No
HawkAlert doesn’t necessarily have the best track-record as an emergency system. I speak from personal experience when I say that my mother usually hears about these so-called "threats" hours before I do. And on many an occasions, I have been in a discussion or lecture when a fellow classmate or professor remarks, "Did anyone hear about this guy with a knife or something?"
Just before Thanksgiving break, on Nov. 14, 2011, a potential armed suspect who apparently posed a supposed safety threat to the university was found and arrested 30 miles away from the University of Iowa campus. There is also some discrepancy as to how long it took for the consequential HawkAlert to be issued and if — when issued — it was even timely.
Thus, the actual efficiency of the program in the first place is somewhat questionable. HawkAlert’s ability to prompt class suspension should be reserved for real, pressing, large-scale threats that have been confirmed and directly concern the immediate well-being of students on campus.
The purpose of the HawkAlert is to alert students and staff when there is a situation that might pose a potential threat to the health or safety of the university environment. It’s purpose is not to retard academic progress or regulate daily life. This a simple issue of power, nothing more. A system that has evident flaws and inconsistencies should not be afforded the authority of adversely affecting the fluidity or productivity of a school day — especially when so many of the alerts seem to involve a "possible armed suspect."
The result of temporary class-suspensions in the event of a HawkAlert would mean the fragmentation of academic subject-matter, the interruption of lectures, the readjusting of syllabi, and an overall inconvenience for the masses on campus.
Allowing HawkAlert to affect our daily lives any more than it already has would be regretful. But HawkAlert does exist for more than just creating an awareness of local perps. It was also created to alert students and staff of natural disasters and severe on-campus security breaches. Â
So, this is a circumstantial issue. If there’s a tornado, please call off classes. If there’s a student playing Dirty Harry in MacLean, shoot me a text so I can hop on my 10 speed and get out of there. But when it comes to Ped Mall crazies and guys who steal cell phones from pedestrians, spare me the news, because I’m here for an education.
— Samuel Cleary
Yes
I’m one of those guys who likes to curl up in a ball when there’s trouble. Call me a coward, but I think staying alive is more important when starring down a barrel of a gun.
That’s why UI should cancel or postpone classes when there is a HawkAlert — because it is a life-or-death situation.
It’s always the same process. There’s the text message or the phone call with some vague recording — the last of which was a gunman on campus. I usually don’t know what to do, whether to stay inside even if I have class and get docked attendance points or go outside and risk getting robbed at knife point.

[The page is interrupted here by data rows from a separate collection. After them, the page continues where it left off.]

//! Runs an evolved program as the update rule of a swarm.
//!
//! Every member owns a [`Stacks`] frame that is swapped into a shared
//! interpreter for its turn, so no member ever sees another member's stack
//! state. Members are introspected through a read-only [`SwarmView`].

use std::sync::Arc;

use log::{debug, trace};
use rand::rngs::StdRng;
use rand::{Rng, SeedableRng};

use super::starts::{random_point, StartPoints};
use super::trajectory::Trajectory;
use crate::config::{InterpreterConfig, OptimisationConfig};
use crate::engines::generation::individual::{Genotype, Individual};
use crate::error::{Result, SwarmError};
use crate::problems::Problem;
use crate::push::{InputValue, Interpreter, Program, Stacks, SwarmView};
use crate::types::{Point, OUT_OF_BOUNDS_ERROR};

/// State of one swarm member during a run.
#[derive(Debug, Clone)]
pub struct Member {
    pub best: Point,
    pub best_value: f32,
    pub current: Point,
    pub current_value: f32,
    pub frame: Stacks,
}

impl Member {
    /// A member at its start point. The frame holds the point, its error and
    /// an improvement flag.
    pub fn new(point: Point, value: f32) -> Self {
        let mut frame = Stacks::default();
        frame.vector.push(point.clone());
        frame.float.push(value);
        frame.boolean.push(true);
        Self {
            best: point.clone(),
            best_value: value,
            current: point,
            current_value: value,
            frame,
        }
    }
}

struct SwarmSnapshot<'a> {
    members: &'a [Member],
}

impl SwarmView for SwarmSnapshot<'_> {
    fn swarm_size(&self) -> usize {
        self.members.len()
    }

    fn position(&self, member: usize, personal_best: bool) -> Option<&[f32]> {
        self.members.get(member).map(|m| {
            if personal_best {
                m.best.as_slice()
            } else {
                m.current.as_slice()
            }
        })
    }
}

/// Result of one run of a swarm on one problem.
#[derive(Debug, Clone)]
pub struct RunOutcome {
    /// Lowest error seen during the run, start points included.
    pub best_value: f32,
    pub members: Vec<Member>,
    pub trajectory: Option<Trajectory>,
}

/// Fitness and side products of evaluating one individual.
#[derive(Debug, Clone)]
pub struct Evaluation {
    /// Mean of `errors`.
    pub fitness: f32,
    /// Mean best error over runs, per problem.
    pub errors: Vec<f32>,
    pub trajectory: Option<Arc<Trajectory>>,
}

pub struct SwarmEvaluator {
    interpreter: InterpreterConfig,
    optimisation: OptimisationConfig,
    problems: Vec<Arc<dyn Problem>>,
    starts: StartPoints,
    record_trajectories: bool,
}

impl SwarmEvaluator {
    pub fn new(
        interpreter: InterpreterConfig,
        optimisation: OptimisationConfig,
        problems: Vec<Arc<dyn Problem>>,
        starts: StartPoints,
    ) -> Result<Self> {
        if problems.is_empty() {
            return Err(SwarmError::Problem("no problems to evaluate on".to_string()));
        }
        if let Some(problem) = problems
            .iter()
            .find(|p| p.dimensionality() != interpreter.vector_dimensions)
        {
            return Err(SwarmError::Problem(format!(
                "{} has {} dimensions, interpreter vectors have {}",
                problem.name(),
                problem.dimensionality(),
                interpreter.vector_dimensions
            )));
        }
        Ok(Self {
            interpreter,
            optimisation,
            problems,
            starts,
            record_trajectories: false,
        })
    }

    /// Keep the first run's trajectory on every evaluation.
    pub fn with_trajectories(mut self, record: bool) -> Self {
        self.record_trajectories = record;
        self
    }

    pub fn problems(&self) -> &[Arc<dyn Problem>] {
        &self.problems
    }

    pub fn swarm_size(&self, individual: &Individual) -> usize {
        match individual.swarm_size {
            Some(size) if self.optimisation.evolve_swarm_size => size.max(1),
            _ => self.optimisation.swarm_size,
        }
    }

    /// Moves per run. An evolved swarm size trades members for moves
    /// within a fixed evaluation budget.
    pub fn moves(&self, swarm_size: usize) -> usize {
        if self.optimisation.evolve_swarm_size {
            self.optimisation.max_evaluations / swarm_size.max(1)
        } else {
            self.optimisation.moves
        }
    }

    /// Evaluate on every problem. The same seed gives the same fitness.
    pub fn evaluate(&self, individual: &Individual, seed: u64) -> Evaluation {
        let mut rng = StdRng::seed_from_u64(seed);
        let mut errors = Vec::with_capacity(self.problems.len());
        let mut trajectory = None;

        for problem_index in 0..self.problems.len() {
            let mut total = 0.0f64;
            for run in 0..self.optimisation.runs {
                let record = self.record_trajectories && problem_index == 0 && run == 0;
                let outcome = self.run(individual, problem_index, run, record, &mut rng);
                total += f64::from(outcome.best_value);
                if let Some(t) = outcome.trajectory {
                    trajectory = Some(Arc::new(t));
                }
            }
            let mean = (total / self.optimisation.runs.max(1) as f64) as f32;
            trace!("{}: mean error {}", self.problems[problem_index].name(), mean);
            errors.push(mean);
        }

        let fitness = if errors.is_empty() {
            f32::MAX
        } else {
            (errors.iter().map(|e| f64::from(*e)).sum::<f64>() / errors.len() as f64) as f32
        };
        debug!("Evaluated individual: fitness {} errors {:?}", fitness, errors);

        Evaluation {
            fitness,
            errors,
            trajectory,
        }
    }

    /// One complete swarm simulation on one problem.
    pub fn run(
        &self,
        individual: &Individual,
        problem_index: usize,
        run: usize,
        record: bool,
        rng: &mut StdRng,
    ) -> RunOutcome {
        let problem = self.problems[problem_index].as_ref();
        let swarm_size = self.swarm_size(individual);
        let moves = self.moves(swarm_size);
        let dims = problem.dimensionality();

        let mut interpreter = Interpreter::new(&self.interpreter, rng.gen());
        let lower = problem.lower_bound(0);
        let upper = problem.upper_bound(0);
        interpreter.set_vector_limits(lower, upper);

        let mut pop_best = f32::MAX;
        let mut members: Vec<Member> = (0..swarm_size)
            .map(|i| {
                let point = match self.starts.get(problem_index, run, i) {
                    Some(start) => start.clone(),
                    None => random_point(problem, rng),
                };
                let value = problem.error(&point);
                if value < pop_best {
                    pop_best = value;
                }
                Member::new(point, value)
            })
            .collect();

        let mut trajectory = record.then(|| Trajectory::new(swarm_size, moves, dims));
        let limit = self.interpreter.execution_limit;

        for step in 0..moves {
            let best_member = best_index(&members);

            for p in 0..swarm_size {
                interpreter.swap_frame(&mut members[p].frame);
                interpreter.set_current(p);

                publish_bounds(&mut interpreter, lower, upper);
                let ints = &mut interpreter.stacks_mut().int;
                ints.push(step as i32);
                ints.push(p as i32);
                ints.push(best_member as i32);

                let program = pick_program(&individual.genotype, rng);
                interpreter.execute(program, limit, &SwarmSnapshot { members: &members });

                let proposed = interpreter.stacks().vector.top().cloned();
                publish_bounds(&mut interpreter, lower, upper);

                let member = &mut members[p];
                if let Some(point) = proposed {
                    member.current = point;
                }

                let stacks = interpreter.stacks_mut();
                if problem.is_within_bounds(&member.current) {
                    let value = problem.error(&member.current);
                    member.current_value = value;
                    stacks.float.push(value);
                    if value <= member.best_value {
                        stacks.boolean.push(true);
                        member.best = member.current.clone();
                        member.best_value = value;
                    } else {
                        stacks.boolean.push(false);
                        stacks.vector.push(member.best.clone());
                    }
                    if value < pop_best {
                        pop_best = value;
                    }
                } else {
                    member.current_value = OUT_OF_BOUNDS_ERROR;
                    stacks.float.push(OUT_OF_BOUNDS_ERROR);
                    stacks.boolean.push(false);
                    stacks.vector.push(member.best.clone());
                }
                interpreter.input_mut().push(InputValue::Int(p as i32));

                if let Some(t) = trajectory.as_mut() {
                    t.record(p, step, &members[p].current);
                }
                interpreter.swap_frame(&mut members[p].frame);
            }
            trace!("{} run {} move {}: best {}", problem.name(), run, step, pop_best);
        }

        RunOutcome {
            best_value: pop_best,
            members,
            trajectory,
        }
    }
}

fn publish_bounds(interpreter: &mut Interpreter, lower: f32, upper: f32) {
    let input = interpreter.input_mut();
    input.clear();
    input.push(InputValue::Float(lower));
    input.push(InputValue::Float(upper));
}

/// Index of the member with the lowest personal-best error.
fn best_index(members: &[Member]) -> usize {
    members
        .iter()
        .enumerate()
        .filter(|(_, m)| !m.best_value.is_nan())
        .min_by(|(_, a), (_, b)| a.best_value.total_cmp(&b.best_value))
        .map(|(i, _)| i)
        .unwrap_or(0)
}

fn pick_program<'a>(genotype: &'a Genotype, rng: &mut StdRng) -> &'a Program {
    static EMPTY: Program = Program::empty();
    match genotype {
        Genotype::Single(program) => program,
        Genotype::Ensemble(programs) if programs.is_empty() => &EMPTY,
        Genotype::Ensemble(programs) => &programs[rng.gen_range(0..programs.len())],
    }
}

You would think my priorities would be clear in this situation, but when you get 2 percentage-points per absence, you don’t want to miss class. Ever.
And there is no precedent for it. Of course, I don’t know many professors who would take off points if one of their students was robbed or mugged, but I can imagine a professor thinking a student is abusing the HawkAlert to get out of class. If UI had a clear-cut policy concerning attendance and HawkAlerts, then the procedure would be streamlined.
If you have a reasonable fear against going outside, then you should not have to go to class. No student should be made to go outside if a gunman is loose and in the area.
This is why UI should make it clear and cancel classes when there is a HawkAlert. If the situation warrants a HawkAlert, it most likely warrants classes being postponed until the safety of the students is relatively certain.
But until then, once I get that text message, I will curl up into the fetal position on the floor, and not go outside until the UI police tell me it is safe.